_REQUIREMENT:_ Show each line of the listing in which the word "StringExpression" occurs.

_RECORDS SHOWN:_
impl Config {
    pub fn new<P: Into<PathBuf>>(config_file: P) -> Config {
        Config {
            config_file: config_file.into(),
            entries: Vec::new(),
            program_group: ProgramGroup::default(),
        }
    }

    /// (Re)read the configuration. On success the previous state is replaced
    /// wholesale and the loaded program names are returned; on any error the
    /// previous state is retained untouched.
    pub fn load(&mut self) -> Result<Vec<String>> {
        let mut entries: Vec<Entry> = Vec::new();
        let mut groups = ProgramGroup::default();
        let main = self.config_file.clone();

        let mut files = vec![main.clone()];
        let main_ini = Ini::load(&main)?;
        if let Some(include) = main_ini.section("include") {
            let patterns = include.get("files").unwrap_or("");
            for pattern in patterns.split_whitespace() {
                let expr = StringExpression::new("here", self.config_file_dir());
                let pattern = expr.eval(pattern)?;
                let absolute = if Path::new(&pattern).is_absolute() {
                    PathBuf::from(&pattern)
                } else {
                    Path::new(&self.config_file_dir()).join(&pattern)
                };
                let matches = glob(&absolute.to_string_lossy()).map_err(|e| {
                    Error::ConfigLoad(main.clone(), format!("bad include pattern: {}", e))
                })?;
                for path in matches.filter_map(|m| m.ok()) {
                    if !files.contains(&path) {
                        files.push(path);
                    }
                }
            }
        }

        // First pass: gather raw sections from every file in order.
        let mut group_sections: Vec<(String, String)> = Vec::new();
        for file in &files {
            let ini = Ini::load(file)?;
            for section in ini.sections {
                match section.name.split_once(':') {
                    Some(("group", group)) => {
                        let programs = section.get("programs").unwrap_or("").to_string();
                        group_sections.push((group.to_string(), programs));
                        continue;
                    }
                    Some(("program", _)) | Some(("eventlistener", _)) => {}
                    Some(_) => {
                        debug!("ignoring unknown section [{}]", section.name);
                        continue;
                    }
                    None => match section.name.as_str() {
                        "supervisord" | "inet_http_server" | "unix_http_server" | "include" => {}
                        other => {
                            debug!("ignoring unknown section [{}]", other);
                            continue;
                        }
                    },
                }
                let mut entry = Entry::new(&section.name, file, entries.len());
                entry.key_values = section.keys;
                if entries.iter().any(|e| e.section == entry.section) {
                    return Err(Error::ConfigLoad(
                        file.clone(),
                        format!("duplicate section [{}]", entry.section),
                    ));
                }
                entries.push(entry);
            }
        }

        // Resolve group membership before expansion so %(group_name)s sees
        // the final group.
        for (group, programs) in &group_sections {
            for program in programs.split(',') {
                let program = program.trim();
                if program.is_empty() {
                    continue;
                }
                match entries
                    .iter_mut()
                    .find(|e| e.is_program() && e.name == program)
                {
                    Some(entry) => entry.group = group.clone(),
                    None => {
                        return Err(Error::ConfigLoad(
                            main.clone(),
                            format!("group {} references unknown program {}", group, program),
                        ));
                    }
                }
            }
        }

        // Second pass: expand every value.
        let here = self.config_file_dir();
        for entry in &mut entries {
            let mut expr = StringExpression::new("here", here.clone());
            if entry.is_program() || entry.is_event_listener() {
                expr.add("program_name", entry.name.clone())
                    .add("group_name", entry.group.clone());
            }
            for (_, value) in &mut entry.key_values {
                *value = expr.eval(value)?;
            }
        }

        let mut program_names = Vec::new();
        for entry in &entries {
            if entry.is_program() {
                groups.add(&entry.group, &entry.name);
                program_names.push(entry.name.clone());
            }
        }

        self.entries = entries;
        self.program_group = groups;
        Ok(program_names)
    }

    pub fn get_program(&self, name: &str) -> Option<&Entry> {
        self.entries
            .iter()
            .find(|e| e.is_program() && e.name == name)
    }

    /// Program entries sorted by ascending priority, load order breaking
    /// ties.
    pub fn get_programs(&self) -> Vec<&Entry> {
        let mut programs: Vec<&Entry> = self.entries.iter().filter(|e| e.is_program()).collect();
        programs.sort_by_key(|e| (e.get_int("priority", 999), e.load_index));
        programs
    }

    pub fn get_program_names(&self) -> Vec<String> {
        self.entries
            .iter()
            .filter(|e| e.is_program())
            .map(|e| e.name.clone())
            .collect()
    }

    pub fn get_event_listeners(&self) -> Vec<&Entry> {
        self.entries
            .iter()
            .filter(|e| e.is_event_listener())
            .collect()
    }

    pub fn get_supervisord(&self) -> Option<&Entry> {
        self.entries.iter().find(|e| e.section == "supervisord")
    }

    pub fn get_inet_http_server(&self) -> Option<&Entry> {
        self.entries
            .iter()
            .find(|e| e.section == "inet_http_server")
    }

    pub fn get_unix_http_server(&self) -> Option<&Entry> {
        self.entries
            .iter()
            .find(|e| e.section == "unix_http_server")
    }

    pub fn remove_program(&mut self, name: &str) {
        self.entries
            .retain(|e| !(e.is_program() && e.name == name));
        self.program_group.remove_program(name);
    }

    pub fn get_config_file_dir(&self) -> String {
        self.config_file_dir()
    }

    pub fn config_file(&self) -> &Path {
        &self.config_file
    }

    fn config_file_dir(&self) -> String {
        self.config_file
            .parent()
            .map(|d| d.to_string_lossy().into_owned())
            .unwrap_or_else(|| ".".to_string())
    }
}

_THE ANSWER:_
                let expr = StringExpression::new("here", self.config_file_dir());
            let mut expr = StringExpression::new("here", here.clone());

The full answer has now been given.